Electrochemical, Antimicrobial, and Theoretical Investigations of Synthetic tetra-aza/penta-aza-Macrocyclic Complexes
Abstract
The tailoring of the coordination environment around a central metal ion by changing ligands in macrocyclic complexes is one of the key approaches to monitoring their functions in various applications. Herein, two macrocyclic complexes of Co(II) transition metal ion, tetra-aza and penta-aza, were synthesized using a condensation reaction between different diamine and dicarboxylic precursors. The prepared complexes were analyzed using various characterization techniques.

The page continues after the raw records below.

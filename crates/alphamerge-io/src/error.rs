//! Error types for I/O operations.
//!
//! Provides unified error handling for decoding inputs and writing output.

use std::io;
use thiserror::Error;

/// I/O operation error.
#[derive(Debug, Error)]
pub enum IoError {
    /// File I/O error.
    #[error("I/O error: {0}")]
    Io(#[from] io::Error),

    /// Unsupported format.
    #[error("unsupported format: {0}")]
    UnsupportedFormat(String),

    /// Invalid or corrupted file.
    #[error("invalid file: {0}")]
    InvalidFile(String),

    /// Decoding error.
    #[error("decode error: {0}")]
    DecodeError(String),

    /// Encoding error.
    #[error("encode error: {0}")]
    EncodeError(String),

    /// Unsupported bit depth or color layout.
    #[error("unsupported bit depth: {0}")]
    UnsupportedBitDepth(String),
}

/// Result type for I/O operations.
pub type IoResult<T> = Result<T, IoError>;
//! # alphamerge
//!
//! Builds an RGBA image from two sources: the color channels of one image
//! and the luminance of another, used as alpha.
//!
//! The whole public surface is one operation, [`compose`], plus
//! [`AlphaCompositor`] for callers that want a non-default resampling
//! filter. It is synchronous and has no shared state; GUI callers should
//! run it off their event thread.
//!
//! # Quick Start
//!
//! ```rust,ignore
//! use alphamerge::{compose, default_output_path};
//!
//! compose("color.jpg", "mask.png", default_output_path("out"))?;
//! ```
//!
//! # Guarantees
//!
//! - The output always has the color image's dimensions. A mask of another
//!   size is stretched (never cropped or padded).
//! - The color image's original alpha is discarded.
//! - The output is written atomically: it is either the complete new PNG
//!   or whatever was there before.

#![warn(missing_docs)]

mod compositor;
mod error;

pub use alphamerge_ops::Filter;
pub use compositor::{
    AlphaCompositor, ComposeOptions, DEFAULT_OUTPUT_NAME, compose, default_output_path,
};
pub use error::{CompositorError, DecodeCause, Result};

Further, the electrochemical behavior of both the tetra-aza and penta-aza complexes was investigated using cyclic voltammetry. The Co(II)-penta-aza-complex exhibited a quasi-reversible redox couple for Co(III)/Co(II) transition in the more anodic region as compared to Co(II)-tetra-aza-complex. According to theoretical calculations, the fifth N-coordination transferred a high electron density in the eg-orbital of Co-atom of penta-aza-complex, resulting in an anodic shift in the Co(III)/Co(II) redox potential when compared to the Co(II)-tetra-aza-complex. Furthermore, both complexes were tested for antimicrobial activity against P. aeruginosa, E. coli, S. aureus, and B. subtilis, with the results indicating that Co(II)-penta-aza-complex had higher antimicrobial activity against these bacteria than Co(II)-tetra-aza-complex. This study offers new insight into tailoring the electrochemical and biological features of macrocyclic complexes by tuning the coordination environment around the central metal ion.